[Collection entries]

====================

impl TreeIndex {
    /// An empty index over `root` with the default configuration.
    pub fn new(root: impl Into<PathBuf>) -> Self {
        Self::with_config(root, TreeConfig::default())
    }

    pub fn with_config(root: impl Into<PathBuf>, config: TreeConfig) -> Self {
        let root = root.into();
        let metadata = root.join(&config.metadata);
        Self {
            builder: IdBuilder::with_threshold(config.literal_threshold),
            root,
            metadata,
            config,
            names: NameCache::shared(),
            by_fileid: HashMap::new(),
            by_path: BTreeMap::new(),
            by_cid: HashMap::new(),
            generation: 0,
        }
    }

    /// Use `names` instead of the process-wide name cache.
    pub fn with_names(mut self, names: Arc<NameCache>) -> Self {
        self.names = names;
        self
    }

    /// Load the saved index for `root`, scanning the tree if there is none.
    pub fn open(root: impl Into<PathBuf>, config: TreeConfig) -> Result<Self> {
        let mut index = Self::with_config(root, config);
        if !index.load()? {
            index.refresh(RefreshOptions::default())?;
        }
        Ok(index)
    }

    pub fn root(&self) -> &Path {
        &self.root
    }

    pub fn metadata_path(&self) -> &Path {
        &self.metadata
    }

    pub fn config(&self) -> &TreeConfig {
        &self.config
    }

    pub fn len(&self) -> usize {
        self.by_fileid.len()
    }

    pub fn is_empty(&self) -> bool {
        self.by_fileid.is_empty()
    }

    /// All records, in path order.
    pub fn records(&self) -> impl Iterator<Item = &FileRecord> + '_ {
        self.by_path
            .values()
            .filter_map(|fileid| self.by_fileid.get(fileid))
    }

    pub fn get_by_path(&self, path: &str) -> Option<&FileRecord> {
        self.by_path
            .get(path)
            .and_then(|fileid| self.by_fileid.get(fileid))
    }

    pub fn get_by_fileid(&self, fileid: FileId) -> Option<&FileRecord> {
        self.by_fileid.get(&fileid)
    }

    /// The record last indexed under `id`.
    ///
    /// When several entries share content only one of them is kept here;
    /// use [`records`](Self::records) to see them all.
    pub fn get_by_id(&self, id: &ContentId) -> Option<&FileRecord> {
        self.by_cid
            .get(id)
            .and_then(|fileid| self.by_fileid.get(fileid))
    }

    /// Save the index to its metadata file.
    pub fn save(&self) -> Result<()> {
        info!(items = self.by_fileid.len(), path = ?self.metadata, "Saving index");
        codec::save(&self.metadata, self.records())
    }

    /// Replace the index with the saved one. Returns false if there was no
    /// usable saved index, leaving this one untouched.
    pub fn load(&mut self) -> Result<bool> {
        debug!(path = ?self.metadata, "Loading index");
        let Some(records) = codec::load(&self.metadata)? else {
            return Ok(false);
        };

        self.by_fileid.clear();
        self.by_path.clear();
        self.by_cid.clear();
        for record in records {
            let fileid = record.fileid;
            self.by_path.insert(record.path.clone(), fileid);
            if let Some(cid) = &record.cid {
                self.by_cid.insert(cid.clone(), fileid);
            }
            self.by_fileid.insert(fileid, record);
        }

        info!(
            ids = self.by_cid.len(),
            paths = self.by_path.len(),
            fileids = self.by_fileid.len(),
            "Loaded index"
        );
        Ok(true)
    }

    /// Bring the index up to date with the filesystem.
    pub fn refresh(&mut self, options: RefreshOptions) -> Result<RefreshStats> {
        self.refresh_inner(options, None)
    }

    /// [`refresh`](Self::refresh), reporting through a tracker's worker
    /// handle. During the walk the goal is the number of entries already
    /// known; it is then reset to the number of entries whose id must be
    /// recomputed. A stop request ends the pass between entries.
    pub fn refresh_with_progress(
        &mut self,
        options: RefreshOptions,
        progress: &Progress,
    ) -> Result<RefreshStats> {
        self.refresh_inner(options, Some(progress))
    }

    fn refresh_inner(
        &mut self,
        options: RefreshOptions,
        progress: Option<&Progress>,
    ) -> Result<RefreshStats> {
        let mut stats = RefreshStats::default();
        self.generation += 1;
        let generation = self.generation;

        // Provisional goal for the walk: the entries known so far.
        if let Some(progress) = progress {
            progress.set_goal(self.by_fileid.len() as u64, 0);
        }

        if !self.scan(generation, options.force, progress, &mut stats) {
            info!("Refresh stopped during scan");
            stats.interrupted = true;
            return Ok(stats);
        }
        self.remove_vanished(generation, &mut stats);

        info!(
            new = stats.new_entries,
            new_bytes = %size_str(stats.new_bytes),
            changed = stats.changed_entries,
            changed_bytes = %size_str(stats.changed_bytes),
            vanished = stats.vanished_entries,
            vanished_bytes = %size_str(stats.vanished_bytes),
            "Scan complete"
        );

        self.recompute_stale(options, progress, &mut stats)?;
        info!(?stats, "Refresh completed");
        Ok(stats)
    }

    /// Walk the tree, stamping every entry seen with `generation`.
    ///
    /// Returns false if stopped before the walk finished.
    fn scan(
        &mut self,
        generation: u64,
        force: bool,
        progress: Option<&Progress>,
        stats: &mut RefreshStats,
    ) -> bool {
        let excluded = MetadataFiles::new(&self.metadata);
        let walker = WalkDir::new(&self.root)
            .min_depth(1)
            .follow_links(false)
            .into_iter()
            .filter_entry(|entry| !excluded.matches(entry.path()));

        let mut last_log = Instant::now();
        for entry in walker {
            if progress.is_some_and(Progress::stopping) {
                return false;
            }

            let entry = match entry {
                Ok(entry) => entry,
                Err(err) => {
                    warn!(path = ?err.path(), %err, "Failed to walk entry");
                    continue;
                }
            };
            let meta = match entry.metadata() {
                Ok(meta) => meta,
                Err(err) => {
                    warn!(path = ?entry.path(), %err, "Failed to stat entry");
                    continue;
                }
            };

            let Some(relative) = relative_path(entry.path(), &self.root) else {
                warn!(path = ?entry.path(), "Skipping entry with a non-UTF-8 path");
                continue;
            };
            self.observe(relative, &meta, generation, force, stats);
            if let Some(progress) = progress {
                progress.update(1);
            }

            if last_log.elapsed() >= self.config.log_interval {
                info!(
                    new = stats.new_entries,
                    new_bytes = %size_str(stats.new_bytes),
                    changed = stats.changed_entries,
                    changed_bytes = %size_str(stats.changed_bytes),
                    "Scanning"
                );
                last_log = Instant::now();
            }
        }
        true
    }

    fn observe(
        &mut self,
        path: String,
        meta: &Metadata,
        generation: u64,
        force: bool,
        stats: &mut RefreshStats,
    ) {
        let fileid = FileId::of(meta);

        let previous_path = match self.by_fileid.get_mut(&fileid) {
            None => {
                debug!(%path, "New item");
                let mut record = FileRecord::new(path.clone(), meta, &self.names);
                record.generation = generation;
                stats.new_entries += 1;
                stats.new_bytes += record.size;
                self.by_fileid.insert(fileid, record);
                None
            }
            Some(record) => {
                let previous = (record.path != path).then(|| record.path.clone());
                if record.observe(&path, meta, &self.names, force) {
                    debug!(%path, "Updated item");
                    stats.changed_entries += 1;
                    stats.changed_bytes += record.size;
                }
                record.generation = generation;
                previous
            }
        };

        if let Some(previous) = previous_path {
            debug!(from = %previous, to = %path, "Item moved");
            if self.by_path.get(&previous) == Some(&fileid) {
                self.by_path.remove(&previous);
            }
        }
        self.by_path.insert(path, fileid);
    }

    /// Drop every record the last walk did not see.
    fn remove_vanished(&mut self, generation: u64, stats: &mut RefreshStats) {
        let vanished: Vec<FileId> = self
            .by_fileid
            .iter()
            .filter(|(_, record)| record.generation != generation)
            .map(|(fileid, _)| *fileid)
            .collect();

        for fileid in vanished {
            let Some(record) = self.by_fileid.remove(&fileid) else {
                continue;
            };
            debug!(path = %record.path, "Vanished item");
            if self.by_path.get(&record.path) == Some(&fileid) {
                self.by_path.remove(&record.path);
            }
            if let Some(cid) = &record.cid {
                if self.by_cid.get(cid) == Some(&fileid) {
                    self.by_cid.remove(cid);
                }
            }
            stats.vanished_entries += 1;
            stats.vanished_bytes += record.size;
        }
    }

    fn recompute_stale(
        &mut self,
        options: RefreshOptions,
        progress: Option<&Progress>,
        stats: &mut RefreshStats,
    ) -> Result<()> {
        let stale: Vec<FileId> = self
            .records()
            .filter(|record| record.stale)
            .map(|record| record.fileid)
            .collect();
        let stale_bytes: u64 = stale
            .iter()
            .filter_map(|fileid| self.by_fileid.get(fileid))
            .map(|record| record.size)
            .sum();

        let mut last_checkpoint = Instant::now();
        if options.checkpoint.is_some() {
            info!("Doing first checkpoint save");
            self.checkpoint()?;
            last_checkpoint = Instant::now();
        }

        if let Some(progress) = progress {
            progress.set_goal(stale.len() as u64, 0);
        }

        let started = Instant::now();
        let mut last_log = started;
        for fileid in &stale {
            if progress.is_some_and(Progress::stopping) {
                info!("Refresh stopped");
                stats.interrupted = true;
                break;
            }

            let Some(record) = self.by_fileid.get_mut(fileid) else {
                continue;
            };
            debug!(path = %record.path, "Refresh item");
            let old_cid = record.cid.clone();
            let outcome = recompute(
                record,
                &self.root,
                &mut self.builder,
                &self.config,
                &self.names,
            );

            if let Some(old) = &old_cid {
                if self.by_cid.get(old) == Some(fileid) {
                    self.by_cid.remove(old);
                }
            }
            if let Some(cid) = &record.cid {
                self.by_cid.insert(cid.clone(), *fileid);
            }

            stats.refreshed_entries += 1;
            stats.refreshed_bytes += record.size;
            if matches!(outcome, Recompute::Failed) {
                stats.failed_entries += 1;
            }
            if let Some(progress) = progress {
                progress.update(1);
            }

            if last_log.elapsed() >= self.config.log_interval {
                log_refresh_progress(stats, stale.len() as u64, stale_bytes, started);
                last_log = Instant::now();
            }

            if let Some(interval) = options.checkpoint {
                if last_checkpoint.elapsed() >= interval {
                    info!("Doing checkpoint save");
                    self.checkpoint()?;
                    last_checkpoint = Instant::now();
                }
            }
        }

        Ok(())
    }

    fn checkpoint(&self) -> Result<()> {
        self.save().map_err(|err| {
            error!(%err, "Cannot save metadata, giving up");
            CasError::Checkpoint {
                source: Box::new(err),
            }
        })
    }
}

====================

→ **What you have to do**
Please reproduce exactly the lines above, beginning with the first and ending with the line that contains "pub fn with_names(mut", and include nothing outside that range.

→ **Solution**
impl TreeIndex {
    /// An empty index over `root` with the default configuration.
    pub fn new(root: impl Into<PathBuf>) -> Self {
        Self::with_config(root, TreeConfig::default())
    }

    pub fn with_config(root: impl Into<PathBuf>, config: TreeConfig) -> Self {
        let root = root.into();
        let metadata = root.join(&config.metadata);
        Self {
            builder: IdBuilder::with_threshold(config.literal_threshold),
            root,
            metadata,
            config,
            names: NameCache::shared(),
            by_fileid: HashMap::new(),
            by_path: BTreeMap::new(),
            by_cid: HashMap::new(),
            generation: 0,
        }
    }

    /// Use `names` instead of the process-wide name cache.
    pub fn with_names(mut self, names: Arc<NameCache>) -> Self {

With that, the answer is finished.